- Problem statement: The complete set of records should be given again verbatim.

========

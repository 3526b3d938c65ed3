use wasm_bindgen::closure::Closure;
use wasm_bindgen::JsCast;
use web_sys as web;

#[inline]
pub fn window_document() -> Option<web::Document> {
    web::window().and_then(|w| w.document())
}

/// Every element matching `selector` that is an `HtmlElement`, in document
/// order.
pub fn query_all(root: &web::Document, selector: &str) -> Vec<web::HtmlElement> {
    let Ok(list) = root.query_selector_all(selector) else {
        log::warn!("[dom] bad selector {selector}");
        return Vec::new();
    };
    (0..list.length())
        .filter_map(|i| list.item(i))
        .filter_map(|n| n.dyn_into::<web::HtmlElement>().ok())
        .collect()
}

pub fn query_within(root: &web::Element, selector: &str) -> Vec<web::HtmlElement> {
    let Ok(list) = root.query_selector_all(selector) else {
        return Vec::new();
    };
    (0..list.length())
        .filter_map(|i| list.item(i))
        .filter_map(|n| n.dyn_into::<web::HtmlElement>().ok())
        .collect()
}

pub fn query_one(root: &web::Document, selector: &str) -> Option<web::HtmlElement> {
    root.query_selector(selector)
        .ok()
        .flatten()
        .and_then(|e| e.dyn_into::<web::HtmlElement>().ok())
}

pub fn by_id(root: &web::Document, id: &str) -> Option<web::HtmlElement> {
    root.get_element_by_id(id)
        .and_then(|e| e.dyn_into::<web::HtmlElement>().ok())
}

#[inline]
pub fn set_style(el: &web::HtmlElement, prop: &str, value: &str) {
    _ = el.style().set_property(prop, value);
}

#[inline]
pub fn clear_style(el: &web::HtmlElement, prop: &str) {
    _ = el.style().remove_property(prop);
}

#[inline]
pub fn add_class(el: &web::Element, class: &str) {
    _ = el.class_list().add_1(class);
}

#[inline]
pub fn remove_class(el: &web::Element, class: &str) {
    _ = el.class_list().remove_1(class);
}

/// Position of `el` in `list` by JS identity.
pub fn index_of(list: &[web::HtmlElement], el: &web::Element) -> Option<usize> {
    list.iter()
        .position(|item| js_sys::Object::is(item.as_ref(), el.as_ref()))
}

/// Element center in viewport coordinates.
pub fn rect_center(el: &web::Element) -> glam::DVec2 {
    let rect = el.get_bounding_client_rect();
    glam::DVec2::new(
        rect.left() + rect.width() / 2.0,
        rect.top() + rect.height() / 2.0,
    )
}

pub fn viewport_size() -> (f64, f64) {
    let Some(w) = web::window() else {
        return (0.0, 0.0);
    };
    let width = w.inner_width().ok().and_then(|v| v.as_f64()).unwrap_or(0.0);
    let height = w.inner_height().ok().and_then(|v| v.as_f64()).unwrap_or(0.0);
    (width, height)
}

#[inline]
pub fn scroll_y() -> f64 {
    web::window()
        .and_then(|w| w.scroll_y().ok())
        .unwrap_or(0.0)
}

/// Attach `handler` for `event` on `target` for the page's lifetime.
pub fn listen<E, F>(target: &web::EventTarget, event: &str, handler: F)
where
    E: JsCast + 'static,
    F: FnMut(E) + 'static,
{
    let mut handler = handler;
    let closure = Closure::wrap(Box::new(move |ev: web::Event| {
        if let Ok(ev) = ev.dyn_into::<E>() {
            handler(ev);
        }
    }) as Box<dyn FnMut(_)>);
    _ = target.add_event_listener_with_callback(event, closure.as_ref().unchecked_ref());
    closure.forget();
}

#[inline]
pub fn add_click_listener(el: &web::EventTarget, mut handler: impl FnMut(web::MouseEvent) + 'static) {
    listen(el, "click", move |ev: web::MouseEvent| handler(ev));
}

pub fn on_window<E, F>(event: &str, handler: F)
where
    E: JsCast + 'static,
    F: FnMut(E) + 'static,
{
    if let Some(w) = web::window() {
        listen(&w, event, handler);
    }
}

/// Run `f` on the next animation frame.
pub fn next_frame(f: impl FnOnce() + 'static) {
    let Some(w) = web::window() else {
        return;
    };
    let closure = Closure::once(f);
    _ = w.request_animation_frame(closure.as_ref().unchecked_ref());
    closure.forget();
}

========

- Solution to the problem:
repository 3526b3d938c65ed3
use wasm_bindgen::closure::Closure;
use wasm_bindgen::JsCast;
use web_sys as web;

#[inline]
pub fn window_document() -> Option<web::Document> {
    web::window().and_then(|w| w.document())
}

/// Every element matching `selector` that is an `HtmlElement`, in document
/// order.
pub fn query_all(root: &web::Document, selector: &str) -> Vec<web::HtmlElement> {
    let Ok(list) = root.query_selector_all(selector) else {
        log::warn!("[dom] bad selector {selector}");
        return Vec::new();
    };
    (0..list.length())
        .filter_map(|i| list.item(i))
        .filter_map(|n| n.dyn_into::<web::HtmlElement>().ok())
        .collect()
}

pub fn query_within(root: &web::Element, selector: &str) -> Vec<web::HtmlElement> {
    let Ok(list) = root.query_selector_all(selector) else {
        return Vec::new();
    };
    (0..list.length())
        .filter_map(|i| list.item(i))
        .filter_map(|n| n.dyn_into::<web::HtmlElement>().ok())
        .collect()
}

pub fn query_one(root: &web::Document, selector: &str) -> Option<web::HtmlElement> {
    root.query_selector(selector)
        .ok()
        .flatten()
        .and_then(|e| e.dyn_into::<web::HtmlElement>().ok())
}

pub fn by_id(root: &web::Document, id: &str) -> Option<web::HtmlElement> {
    root.get_element_by_id(id)
        .and_then(|e| e.dyn_into::<web::HtmlElement>().ok())
}

#[inline]
pub fn set_style(el: &web::HtmlElement, prop: &str, value: &str) {
    _ = el.style().set_property(prop, value);
}

#[inline]
pub fn clear_style(el: &web::HtmlElement, prop: &str) {
    _ = el.style().remove_property(prop);
}

#[inline]
pub fn add_class(el: &web::Element, class: &str) {
    _ = el.class_list().add_1(class);
}

#[inline]
pub fn remove_class(el: &web::Element, class: &str) {
    _ = el.class_list().remove_1(class);
}

/// Position of `el` in `list` by JS identity.
pub fn index_of(list: &[web::HtmlElement], el: &web::Element) -> Option<usize> {
    list.iter()
        .position(|item| js_sys::Object::is(item.as_ref(), el.as_ref()))
}

/// Element center in viewport coordinates.
pub fn rect_center(el: &web::Element) -> glam::DVec2 {
    let rect = el.get_bounding_client_rect();
    glam::DVec2::new(
        rect.left() + rect.width() / 2.0,
        rect.top() + rect.height() / 2.0,
    )
}

pub fn viewport_size() -> (f64, f64) {
    let Some(w) = web::window() else {
        return (0.0, 0.0);
    };
    let width = w.inner_width().ok().and_then(|v| v.as_f64()).unwrap_or(0.0);
    let height = w.inner_height().ok().and_then(|v| v.as_f64()).unwrap_or(0.0);
    (width, height)
}

#[inline]
pub fn scroll_y() -> f64 {
    web::window()
        .and_then(|w| w.scroll_y().ok())
        .unwrap_or(0.0)
}

/// Attach `handler` for `event` on `target` for the page's lifetime.
pub fn listen<E, F>(target: &web::EventTarget, event: &str, handler: F)
where
    E: JsCast + 'static,
    F: FnMut(E) + 'static,
{
    let mut handler = handler;
    let closure = Closure::wrap(Box::new(move |ev: web::Event| {
        if let Ok(ev) = ev.dyn_into::<E>() {
            handler(ev);
        }
    }) as Box<dyn FnMut(_)>);
    _ = target.add_event_listener_with_callback(event, closure.as_ref().unchecked_ref());
    closure.forget();
}

#[inline]
pub fn add_click_listener(el: &web::EventTarget, mut handler: impl FnMut(web::MouseEvent) + 'static) {
    listen(el, "click", move |ev: web::MouseEvent| handler(ev));
}

pub fn on_window<E, F>(event: &str, handler: F)
where
    E: JsCast + 'static,
    F: FnMut(E) + 'static,
{
    if let Some(w) = web::window() {
        listen(&w, event, handler);
    }
}

/// Run `f` on the next animation frame.
pub fn next_frame(f: impl FnOnce() + 'static) {
    let Some(w) = web::window() else {
        return;
    };
    let closure = Closure::once(f);
    _ = w.request_animation_frame(closure.as_ref().unchecked_ref());
    closure.forget();
}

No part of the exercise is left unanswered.